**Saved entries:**
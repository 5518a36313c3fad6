//! City catalog import.
//!
//! Reads a CSV of serviceable places and upserts the country / state /
//! city / zip-code hierarchy. Slugs are derived here and are stable across
//! re-imports, so running the same file twice refreshes names and
//! coordinates without duplicating rows.

use std::collections::HashMap;
use std::path::Path;

use farmstand_core::{CityId, CountryId, GeoPoint, StateId, slugify};
use farmstand_server::db::CityRepository;
use serde::Deserialize;
use sqlx::PgPool;

use super::CliError;

/// One CSV row of the import file.
#[derive(Debug, Deserialize)]
struct CityRecord {
    country: String,
    state: String,
    state_full: String,
    city: String,
    zip_code: String,
    latitude: f64,
    longitude: f64,
}

impl CityRecord {
    /// City slugs carry the state abbreviation so same-named cities in
    /// different states stay distinct ("Brooklyn" + "NY" -> `brooklyn-ny`).
    fn city_slug(&self) -> String {
        slugify(&format!("{} {}", self.city, self.state))
    }

    fn state_slug(&self) -> String {
        slugify(&self.state_full)
    }

    fn country_slug(&self) -> String {
        slugify(&self.country)
    }

    fn point(&self) -> GeoPoint {
        GeoPoint::new(self.latitude, self.longitude)
    }
}

/// Import the city catalog from `file`.
pub async fn run(pool: &PgPool, file: &Path) -> Result<(), CliError> {
    tracing::info!(file = %file.display(), "Importing city catalog...");

    let repo = CityRepository::new(pool);
    let mut reader = csv::Reader::from_path(file)?;

    // Parent rows repeat for every zip code; cache their ids by slug.
    let mut countries: HashMap<String, CountryId> = HashMap::new();
    let mut states: HashMap<String, StateId> = HashMap::new();
    let mut cities: HashMap<String, CityId> = HashMap::new();

    let mut zip_codes = 0u64;

    for result in reader.deserialize() {
        let record: CityRecord = result?;

        let country_slug = record.country_slug();
        let country_id = match countries.get(&country_slug) {
            Some(id) => *id,
            None => {
                let id = repo.upsert_country(&record.country, &country_slug).await?;
                countries.insert(country_slug, id);
                id
            }
        };

        let state_slug = record.state_slug();
        let state_id = match states.get(&state_slug) {
            Some(id) => *id,
            None => {
                let id = repo
                    .upsert_state(country_id, &record.state, &record.state_full, &state_slug)
                    .await?;
                states.insert(state_slug, id);
                id
            }
        };

        let city_slug = record.city_slug();
        let city_id = match cities.get(&city_slug) {
            Some(id) => *id,
            None => {
                let id = repo
                    .upsert_city(state_id, &record.city, &city_slug, record.point())
                    .await?;
                cities.insert(city_slug, id);
                id
            }
        };

        repo.upsert_zip_code(
            city_id,
            &record.zip_code,
            &slugify(&record.zip_code),
            record.point(),
        )
        .await?;
        zip_codes += 1;
    }

    tracing::info!(
        countries = countries.len(),
        states = states.len(),
        cities = cities.len(),
        zip_codes,
        "Import complete"
    );

    Ok(())
}

#[cfg(test)]
mod tests {
    use super::*;

    fn record() -> CityRecord {
        CityRecord {
            country: "United States".to_string(),
            state: "NY".to_string(),
            state_full: "New York".to_string(),
            city: "Brooklyn".to_string(),
            zip_code: "11201".to_string(),
            latitude: 40.6944,
            longitude: -73.9906,
        }
    }

    #[test]
    fn test_slug_derivation() {
        let record = record();
        assert_eq!(record.city_slug(), "brooklyn-ny");
        assert_eq!(record.state_slug(), "new-york");
        assert_eq!(record.country_slug(), "united-states");
    }

    #[test]
    fn test_csv_parsing() {
        let data = "country,state,state_full,city,zip_code,latitude,longitude\n\
                    United States,MA,Massachusetts,Boston,02108,42.3587,-71.0636\n";
        let mut reader = csv::Reader::from_reader(data.as_bytes());
        let records: Vec<CityRecord> = reader
            .deserialize()
            .collect::<Result<_, _>>()
            .expect("valid csv");

        assert_eq!(records.len(), 1);
        let boston = records.first().expect("one record");
        assert_eq!(boston.city_slug(), "boston-ma");
        assert!((boston.point().latitude - 42.3587).abs() < f64::EPSILON);
    }
}
//! URL slug generation for reference data.
//!
//! City slugs are derived from the city name and state abbreviation at
//! import time (e.g. "Brooklyn" + "NY" becomes `brooklyn-ny`) and are
//! unique across the catalog.

/// Turn arbitrary text into a lowercase hyphen-separated slug.
///
/// ASCII alphanumerics are kept, everything else collapses into a single
/// hyphen. Leading and trailing hyphens are trimmed.
#[must_use]
pub fn slugify(text: &str) -> String {
    let mut slug = String::with_capacity(text.len());
    let mut pending_hyphen = false;

    for c in text.chars() {
        if c.is_ascii_alphanumeric() {
            if pending_hyphen && !slug.is_empty() {
                slug.push('-');
            }
            pending_hyphen = false;
            slug.push(c.to_ascii_lowercase());
        } else {
            pending_hyphen = true;
        }
    }

    slug
}

#[cfg(test)]
mod tests {
    use super::slugify;

    #[test]
    fn test_basic() {
        assert_eq!(slugify("Brooklyn NY"), "brooklyn-ny");
    }

    #[test]
    fn test_punctuation_collapses() {
        assert_eq!(slugify("Coeur d'Alene, ID"), "coeur-d-alene-id");
    }

    #[test]
    fn test_repeated_separators() {
        assert_eq!(slugify("  Salt   Lake  City UT "), "salt-lake-city-ut");
    }

    #[test]
    fn test_non_ascii_dropped() {
        assert_eq!(slugify("São Paulo"), "s-o-paulo");
    }

    #[test]
    fn test_empty() {
        assert_eq!(slugify(""), "");
        assert_eq!(slugify("---"), "");
    }
}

**EXERCISE:**
Take the lines above from the one containing "refreshes names and" to the one containing "let record: CityRecord = result?;" and retype them exactly, both ends included, with nothing added.

**WRITTEN SOLUTION:**
//! re-imports, so running the same file twice refreshes names and
//! coordinates without duplicating rows.

use std::collections::HashMap;
use std::path::Path;

use farmstand_core::{CityId, CountryId, GeoPoint, StateId, slugify};
use farmstand_server::db::CityRepository;
use serde::Deserialize;
use sqlx::PgPool;

use super::CliError;

/// One CSV row of the import file.
#[derive(Debug, Deserialize)]
struct CityRecord {
    country: String,
    state: String,
    state_full: String,
    city: String,
    zip_code: String,
    latitude: f64,
    longitude: f64,
}

impl CityRecord {
    /// City slugs carry the state abbreviation so same-named cities in
    /// different states stay distinct ("Brooklyn" + "NY" -> `brooklyn-ny`).
    fn city_slug(&self) -> String {
        slugify(&format!("{} {}", self.city, self.state))
    }

    fn state_slug(&self) -> String {
        slugify(&self.state_full)
    }

    fn country_slug(&self) -> String {
        slugify(&self.country)
    }

    fn point(&self) -> GeoPoint {
        GeoPoint::new(self.latitude, self.longitude)
    }
}

/// Import the city catalog from `file`.
pub async fn run(pool: &PgPool, file: &Path) -> Result<(), CliError> {
    tracing::info!(file = %file.display(), "Importing city catalog...");

    let repo = CityRepository::new(pool);
    let mut reader = csv::Reader::from_path(file)?;

    // Parent rows repeat for every zip code; cache their ids by slug.
    let mut countries: HashMap<String, CountryId> = HashMap::new();
    let mut states: HashMap<String, StateId> = HashMap::new();
    let mut cities: HashMap<String, CityId> = HashMap::new();

    let mut zip_codes = 0u64;

    for result in reader.deserialize() {
        let record: CityRecord = result?;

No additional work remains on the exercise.